Radon Levels and the Winter Season

Radon

As winter approaches, one risk we must consider is increased levels of radon in our homes. Winter brings higher radon levels in a multitude of ways. Here is why you should get radon testing in Baltimore, MD, today.


Our Homes are Locked up Tight

There’s nothing more comforting than being in a weather-tight, warm home when hostile winter weather takes over. Being as “snug as a bug,” however, has its downside: The fact your house is in lockdown means gases like radon have a more difficult time escaping to the outside. Another risk is that there isn’t the normal merging of fresh and enclosed air, so the radon can become more concentrated


The Blanket Effect

Not only does a winterized house trap radon gases, the external environment can push gases into your home. For most of the winter, the soil around your home is frozen or covered in a blanket of snow and ice.

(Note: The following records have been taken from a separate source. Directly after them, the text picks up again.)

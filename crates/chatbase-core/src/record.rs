// Copyright (c) 2025 Geoffrey Huntley <ghuntley@ghuntley.com>. All rights reserved.
// SPDX-License-Identifier: Proprietary

//! A single unit of telemetry, whatever its kind.

use std::fmt;

use crate::click::Click;
use crate::error::Result;
use crate::event::Event;
use crate::message::Message;

#[derive(Debug, Clone, Copy, PartialEq, Eq, Hash)]
pub enum RecordKind {
	Message,
	Click,
	Event,
}

impl fmt::Display for RecordKind {
	fn fmt(&self, f: &mut fmt::Formatter<'_>) -> fmt::Result {
		let s = match self {
			RecordKind::Message => "message",
			RecordKind::Click => "click",
			RecordKind::Event => "event",
		};
		f.write_str(s)
	}
}

/// A message, click or event ready to be registered.
#[derive(Debug, Clone, PartialEq)]
pub enum Record {
	Message(Message),
	Click(Click),
	Event(Event),
}

impl Record {
	pub fn kind(&self) -> RecordKind {
		match self {
			Record::Message(_) => RecordKind::Message,
			Record::Click(_) => RecordKind::Click,
			Record::Event(_) => RecordKind::Event,
		}
	}

	/// Validates the record. Only messages carry rules; clicks and events always pass.
	pub fn validate(&self) -> Result<()> {
		match self {
			Record::Message(m) => m.validate(),
			Record::Click(_) | Record::Event(_) => Ok(()),
		}
	}
}

impl From<Message> for Record {
	fn from(m: Message) -> Self {
		Record::Message(m)
	}
}

impl From<Click> for Record {
	fn from(c: Click) -> Self {
		Record::Click(c)
	}
}

impl From<Event> for Record {
	fn from(e: Event) -> Self {
		Record::Event(e)
	}
}

#[cfg(test)]
mod tests {
	use super::*;
	use crate::error::RecordError;

	#[test]
	fn test_kind_matches_variant() {
		let record: Record = Click::new("google.com", "Web").into();
		assert_eq!(record.kind(), RecordKind::Click);
		assert_eq!(record.kind().to_string(), "click");

		let record: Record = Event::builder(1, "signup").build().into();
		assert_eq!(record.kind(), RecordKind::Event);
	}

	#[test]
	fn test_validate_delegates_to_message() {
		let record: Record = Message::builder("1", "Web")
			.agent()
			.not_handled(true)
			.build()
			.into();
		assert!(matches!(
			record.validate(),
			Err(RecordError::InvalidMessageKind(_))
		));
	}
}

That traps radon gas and because it’s a gas, it will seek the path of least resistance. That leads to your home, which has dirt around and under it that isn’t frozen or covered in snow. When that is the case, radon can be drawn into your home whereas in warmer months it’s released from the soil and dissipates into the outside air.


The Stack Effect

Warm air rises and escapes through uninsulated areas of your house into the cold outside air. That is why you insulate your home. An insulated home prevents or at least slows warm air from escaping into the atmosphere. When warm air exits, it’s replaced with something. Part of it’s fresh, colder air from the outside, but much of it can also be other gases that accumulate in a home. One of those gases is radon.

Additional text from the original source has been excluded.